Fourth quarter adjusted EBITDA was $5.9 million versus $12.1 million in the
fourth quarter last year and $6.0 million in the third quarter. Adjusted
EBITDA is a non-GAAP (generally accepted accounting principle) financial
measure used by management to measure operating performance. See
additional information about adjusted EBITDA at the end of this news
release, as well as a reconciliation of adjusted EBITDA to GAAP measures.
Explosive Metalworking
DMC's Explosive Metalworking segment recorded fourth quarter sales of $31.7
million compared with sales of $47.7 million in the 2008 fourth quarter.

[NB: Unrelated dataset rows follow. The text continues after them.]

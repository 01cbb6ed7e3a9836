use chrono::NaiveDate;

use crate::commands::{helpers, CmdMessage, CmdResult};
use crate::error::Result;
use crate::seed::sample_catalog;
use crate::store::CatalogStore;

/// Load the sample catalog. A non-empty catalog is only replaced with
/// `force`.
pub fn run<S: CatalogStore>(store: &mut S, force: bool, today: NaiveDate) -> Result<CmdResult> {
    let existing = helpers::load_catalog(store, today)?;

    let mut result = CmdResult::default();
    if !existing.is_empty() && !force {
        result.add_message(CmdMessage::warning(format!(
            "O catálogo já contém {} ternos. Use --force para substituí-lo pelos dados de exemplo.",
            existing.len()
        )));
        return Ok(result);
    }

    let suits = sample_catalog(today);
    result.add_message(CmdMessage::success(format!(
        "Catálogo de exemplo carregado ({} ternos).",
        suits.len()
    )));
    result.affected_suits = suits.clone();

    helpers::persist(store, &suits, &mut result);
    Ok(result)
}
use std::fs;
use std::path::{Path, PathBuf};

use super::CatalogStore;
use crate::company::CompanyProfile;
use crate::error::{CatalogError, Result};
use crate::model::{RawSuit, SuitRecord};

const CATALOG_FILE: &str = "catalog.json";
const COMPANY_FILE: &str = "company.json";

/// File-backed store: a directory holding `catalog.json` (array of suits,
/// camelCase keys, the legacy storage shape) and `company.json`.
pub struct FileStore {
    root: PathBuf,
}

impl FileStore {
    pub fn new(root: impl Into<PathBuf>) -> Self {
        Self { root: root.into() }
    }

    pub fn root(&self) -> &Path {
        &self.root
    }

    pub fn catalog_path(&self) -> PathBuf {
        self.root.join(CATALOG_FILE)
    }

    fn ensure_dir(&self) -> Result<()> {
        if !self.root.exists() {
            fs::create_dir_all(&self.root).map_err(CatalogError::Io)?;
        }
        Ok(())
    }
}

impl CatalogStore for FileStore {
    fn load(&self) -> Result<Vec<RawSuit>> {
        let path = self.catalog_path();
        if !path.exists() {
            return Ok(Vec::new());
        }
        let content = fs::read_to_string(path).map_err(CatalogError::Io)?;
        let raw: Vec<RawSuit> =
            serde_json::from_str(&content).map_err(CatalogError::Serialization)?;
        Ok(raw)
    }

    fn save(&mut self, suits: &[SuitRecord]) -> Result<()> {
        self.ensure_dir()?;
        let content = serde_json::to_string_pretty(suits).map_err(CatalogError::Serialization)?;
        fs::write(self.catalog_path(), content).map_err(CatalogError::Io)?;
        Ok(())
    }

    fn load_company(&self) -> Result<CompanyProfile> {
        let path = self.root.join(COMPANY_FILE);
        if !path.exists() {
            return Ok(CompanyProfile::default());
        }
        let content = fs::read_to_string(path).map_err(CatalogError::Io)?;
        let profile: CompanyProfile =
            serde_json::from_str(&content).map_err(CatalogError::Serialization)?;
        Ok(profile)
    }

    fn save_company(&mut self, profile: &CompanyProfile) -> Result<()> {
        self.ensure_dir()?;
        let content = serde_json::to_string_pretty(profile).map_err(CatalogError::Serialization)?;
        fs::write(self.root.join(COMPANY_FILE), content).map_err(CatalogError::Io)?;
        Ok(())
    }
}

Operating income was $3.5 million versus $9.1 million in the prior year's
fourth quarter. Adjusted EBITDA was $5.0 million as compared with $10.0
million in the 2008 fourth quarter. The segment ended the fourth quarter
with an order backlog of $50 million versus $63 million at the end of the
2009 third quarter.
Oilfield Products
DMC's Oilfield Products segment reported fourth quarter sales of $8.6
million versus $8.7 million in the 2008 fourth quarter. The segment
reported an operating loss of $728,000 versus operating income of $697,000
in the prior year's fourth quarter. The decline in operating income
resulted from lower sales levels at the segment's German operations and a
small operating loss at the Company's recently acquired LRI Oil Tools
business. Adjusted EBITDA was $318,000 as compared with $1.7 million in the
2008 fourth quarter.
AMK Welding
DMC's AMK Welding segment reported fourth quarter sales of $2.3 million
versus $2.3 million in the same quarter of 2008. Operating income
increased to $448,000 versus $267,000 in the comparable prior year quarter.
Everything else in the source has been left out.